Chapter 9 does a little romanticizing of pastoral farms and doubts some of the claims by organic food producers these days. Pollan traces the organic movements roots to the counterculture movement and radicalism of the sixties. He also identifies the beginnings of industrial agriculture has when German chemist Baron Justus von Leibig introduced the "NPK mentality" in an 1840 paper. Leibig successfully reduced the mystifying property of soil fertility into the elements nitrogen, phosphorus and potassium. No longer did farmers have to rely on the interconnected relationships of microbes, plants and animals to sustain soil fertility; instead synthetics could be added (slowly draining fertility unsustainably). This allowed the familiar petroleum-fueled monoculture farms to prop up industrial agriculture, nevermind that polyculture farms have lower disease rates, healthy animals, equal yield and more nutritious crops.

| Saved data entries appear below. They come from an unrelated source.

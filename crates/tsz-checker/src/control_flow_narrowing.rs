//! Control flow narrowing: assignments, predicates, instanceof, in-operator,
//! typeof, discriminants, literals, and reference matching.

use rustc_hash::FxHashMap;
use std::borrow::Cow;
use tsz_binder::{SymbolId, symbol_flags};
use tsz_common::interner::Atom;
use tsz_parser::parser::node::CallExprData;
use tsz_parser::parser::{NodeIndex, syntax_kind_ext};
use tsz_scanner::SyntaxKind;
use tsz_solver::{
    NarrowingContext, ParamInfo, TypeGuard, TypeId, TypePredicate, TypePredicateTarget,
    type_queries::{
        LiteralValueKind, PredicateSignatureKind, classify_for_literal_value,
        classify_for_predicate_signature, is_narrowing_literal,
    },
};

use super::control_flow::{FlowAnalyzer, PredicateSignature, PropertyKey};
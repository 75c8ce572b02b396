//! Property Access Type Resolution
//!
//! Split from `function_type.rs` to keep file sizes manageable.
//! Contains property access type resolution, global augmentation
//! property lookup, and expando function pattern detection.

use crate::state::{CheckerState, MAX_INSTANTIATION_DEPTH};
use tsz_binder::symbol_flags;
use tsz_parser::parser::NodeIndex;
use tsz_scanner::SyntaxKind;
use tsz_solver::TypeId;
//! Destructuring pattern type resolution and validation.

use crate::query_boundaries::state_checking as query;
use crate::state::CheckerState;
use tsz_parser::parser::NodeIndex;
use tsz_parser::parser::syntax_kind_ext;
use tsz_scanner::SyntaxKind;
use tsz_solver::TypeId;
#[test]
fn parses_kebab_case_aliases() {
    // Test that kebab-case aliases work
    let args = CliArgs::try_parse_from([
        "tsz",
        "--out-dir",
        "dist",
        "--root-dir",
        "src",
        "--out-file",
        "bundle.js",
        "--no-emit",
        "--source-map",
        "--declaration-map",
        "--no-emit-on-error",
        "--es-module-interop",
        "--isolated-modules",
        "--skip-lib-check",
    ])
    .expect("kebab-case aliases should parse");

    assert_eq!(args.out_dir.as_deref(), Some(std::path::Path::new("dist")));
    assert_eq!(args.root_dir.as_deref(), Some(std::path::Path::new("src")));
    assert_eq!(
        args.out_file.as_deref(),
        Some(std::path::Path::new("bundle.js"))
    );
    assert!(args.no_emit);
    assert!(args.source_map);
    assert!(args.declaration_map);
    assert!(args.no_emit_on_error);
    assert!(args.es_module_interop);
    assert!(args.isolated_modules);
    assert!(args.skip_lib_check);
}

#[test]
fn parses_deprecated_flags() {
    // Deprecated flags should still parse but are hidden
    let args = CliArgs::try_parse_from([
        "tsz",
        "--importsNotUsedAsValues",
        "remove",
        "--keyofStringsOnly",
        "--noImplicitUseStrict",
        "--noStrictGenericChecks",
        "--out",
        "bundle.js",
        "--preserveValueImports",
        "--suppressExcessPropertyErrors",
        "--suppressImplicitAnyIndexErrors",
    ])
    .expect("deprecated flags should parse");

    assert_eq!(
        args.imports_not_used_as_values,
        Some(ImportsNotUsedAsValues::Remove)
    );
    assert!(args.keyof_strings_only);
    assert!(args.no_implicit_use_strict);
    assert!(args.no_strict_generic_checks);
    assert_eq!(args.out.as_deref(), Some(std::path::Path::new("bundle.js")));
    assert!(args.preserve_value_imports);
    assert!(args.suppress_excess_property_errors);
    assert!(args.suppress_implicit_any_index_errors);
}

Next up is a brief summary of the USDA's official recognition and regulation of organic. Basicially, "big organic" won out because regulations are very flexible, allowing synthetic preservatives in organic food (to allow global distribution). Organic food still must use organic fertilizer, pesticides and herbicides (no more dousing fields in petrochemicals), but has accommodated the specialization (monoculture, no intradependence) and economics of scale (consolidation, no more self-sufficient, diverse farms) of industrialization.
The (long) chapter ends with a summary of organic's pros and cons. Overall, the use of natural fertilizers, herbicides, pesticides and organic feed does lead to more nutritious food (its postulated that is either because the lack of pesticides forces plants to synthesize pesticides that are nutritious to humans or that the lack of a reductionist, simple soil composition leads to more compounds being synthesized). However, the use of conventional processing and mass transport to supermarkets all over the country still lead to a reliance on petroleum.